### THE TASK
Return the opening lines of the material, word for word. End with the line that contains "use std::ops::Range;".

** INFORMATION GIVEN follows **

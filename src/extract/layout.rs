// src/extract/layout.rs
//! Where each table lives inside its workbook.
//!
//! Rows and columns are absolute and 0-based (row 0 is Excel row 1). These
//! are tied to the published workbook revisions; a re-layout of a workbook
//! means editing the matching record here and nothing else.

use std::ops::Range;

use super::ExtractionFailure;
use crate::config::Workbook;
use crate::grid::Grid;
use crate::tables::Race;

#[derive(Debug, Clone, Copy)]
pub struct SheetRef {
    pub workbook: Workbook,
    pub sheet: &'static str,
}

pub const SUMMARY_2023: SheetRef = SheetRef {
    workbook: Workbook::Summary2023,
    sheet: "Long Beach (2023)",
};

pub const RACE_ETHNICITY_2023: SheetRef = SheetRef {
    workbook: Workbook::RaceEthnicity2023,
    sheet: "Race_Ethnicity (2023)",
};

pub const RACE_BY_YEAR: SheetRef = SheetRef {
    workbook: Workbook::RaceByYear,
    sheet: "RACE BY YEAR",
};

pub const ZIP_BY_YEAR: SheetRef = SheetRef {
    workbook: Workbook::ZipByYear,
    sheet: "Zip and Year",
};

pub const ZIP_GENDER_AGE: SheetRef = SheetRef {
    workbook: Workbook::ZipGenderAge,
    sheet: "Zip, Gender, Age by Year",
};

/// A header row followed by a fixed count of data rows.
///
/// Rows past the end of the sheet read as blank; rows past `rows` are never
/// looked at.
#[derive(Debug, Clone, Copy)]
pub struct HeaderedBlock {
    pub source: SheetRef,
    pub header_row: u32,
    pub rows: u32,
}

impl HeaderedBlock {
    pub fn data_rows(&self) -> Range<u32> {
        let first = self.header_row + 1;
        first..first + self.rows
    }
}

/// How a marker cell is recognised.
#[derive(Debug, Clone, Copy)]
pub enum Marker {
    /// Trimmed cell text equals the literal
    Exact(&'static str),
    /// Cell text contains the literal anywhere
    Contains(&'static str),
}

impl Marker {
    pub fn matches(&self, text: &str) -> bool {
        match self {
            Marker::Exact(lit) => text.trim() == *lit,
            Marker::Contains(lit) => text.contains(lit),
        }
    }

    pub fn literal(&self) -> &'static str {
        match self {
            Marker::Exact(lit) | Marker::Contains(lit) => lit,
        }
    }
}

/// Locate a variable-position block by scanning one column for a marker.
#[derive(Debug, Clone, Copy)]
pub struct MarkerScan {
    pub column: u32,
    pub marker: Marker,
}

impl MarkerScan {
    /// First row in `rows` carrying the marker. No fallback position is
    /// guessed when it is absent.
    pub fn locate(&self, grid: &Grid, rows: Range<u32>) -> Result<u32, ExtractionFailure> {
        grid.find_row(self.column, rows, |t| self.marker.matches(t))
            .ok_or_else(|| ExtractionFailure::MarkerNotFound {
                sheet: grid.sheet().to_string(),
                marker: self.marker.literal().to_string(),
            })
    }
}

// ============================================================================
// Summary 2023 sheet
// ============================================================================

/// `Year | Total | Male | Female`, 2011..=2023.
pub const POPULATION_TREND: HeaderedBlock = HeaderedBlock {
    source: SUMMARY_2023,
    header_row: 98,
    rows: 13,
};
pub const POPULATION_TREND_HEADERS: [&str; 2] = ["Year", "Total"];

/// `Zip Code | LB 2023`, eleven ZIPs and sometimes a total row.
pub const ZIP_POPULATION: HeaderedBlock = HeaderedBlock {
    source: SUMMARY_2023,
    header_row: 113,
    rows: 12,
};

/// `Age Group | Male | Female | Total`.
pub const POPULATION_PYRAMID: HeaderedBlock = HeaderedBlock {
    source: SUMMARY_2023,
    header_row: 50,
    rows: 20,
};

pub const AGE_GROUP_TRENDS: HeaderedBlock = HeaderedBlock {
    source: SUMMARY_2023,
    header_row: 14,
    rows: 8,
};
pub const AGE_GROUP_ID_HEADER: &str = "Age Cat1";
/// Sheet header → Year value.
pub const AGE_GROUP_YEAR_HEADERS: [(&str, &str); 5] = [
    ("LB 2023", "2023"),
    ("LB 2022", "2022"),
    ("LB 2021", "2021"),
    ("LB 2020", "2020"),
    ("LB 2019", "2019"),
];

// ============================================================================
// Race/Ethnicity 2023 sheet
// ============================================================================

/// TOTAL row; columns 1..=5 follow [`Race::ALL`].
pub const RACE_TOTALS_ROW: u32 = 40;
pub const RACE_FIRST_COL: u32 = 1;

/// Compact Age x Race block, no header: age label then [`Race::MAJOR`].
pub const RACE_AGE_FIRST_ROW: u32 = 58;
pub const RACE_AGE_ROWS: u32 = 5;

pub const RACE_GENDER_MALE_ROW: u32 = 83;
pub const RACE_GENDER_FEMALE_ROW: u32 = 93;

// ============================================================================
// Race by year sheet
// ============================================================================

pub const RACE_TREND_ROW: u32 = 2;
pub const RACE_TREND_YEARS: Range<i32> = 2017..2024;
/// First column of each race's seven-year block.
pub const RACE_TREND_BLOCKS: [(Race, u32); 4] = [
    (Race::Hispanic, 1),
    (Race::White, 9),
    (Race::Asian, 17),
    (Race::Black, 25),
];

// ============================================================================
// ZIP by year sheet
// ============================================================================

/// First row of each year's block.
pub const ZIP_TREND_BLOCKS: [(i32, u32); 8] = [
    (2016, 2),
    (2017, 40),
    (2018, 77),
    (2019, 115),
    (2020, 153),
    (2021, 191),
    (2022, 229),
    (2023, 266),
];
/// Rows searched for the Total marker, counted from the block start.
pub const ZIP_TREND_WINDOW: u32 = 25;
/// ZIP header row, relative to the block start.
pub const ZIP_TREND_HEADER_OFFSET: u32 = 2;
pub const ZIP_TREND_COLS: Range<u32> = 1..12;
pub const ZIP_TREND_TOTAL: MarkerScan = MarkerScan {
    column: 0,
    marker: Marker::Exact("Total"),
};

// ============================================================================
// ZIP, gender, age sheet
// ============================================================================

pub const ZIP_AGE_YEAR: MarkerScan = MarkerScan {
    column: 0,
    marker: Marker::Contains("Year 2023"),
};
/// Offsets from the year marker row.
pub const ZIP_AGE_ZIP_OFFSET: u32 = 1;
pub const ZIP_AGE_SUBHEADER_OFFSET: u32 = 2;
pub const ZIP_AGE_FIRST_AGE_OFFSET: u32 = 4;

** End of INFORMATION GIVEN **

### EXERCISE SOLUTION
filename src/extract/layout.rs
// src/extract/layout.rs
//! Where each table lives inside its workbook.
//!
//! Rows and columns are absolute and 0-based (row 0 is Excel row 1). These
//! are tied to the published workbook revisions; a re-layout of a workbook
//! means editing the matching record here and nothing else.

use std::ops::Range;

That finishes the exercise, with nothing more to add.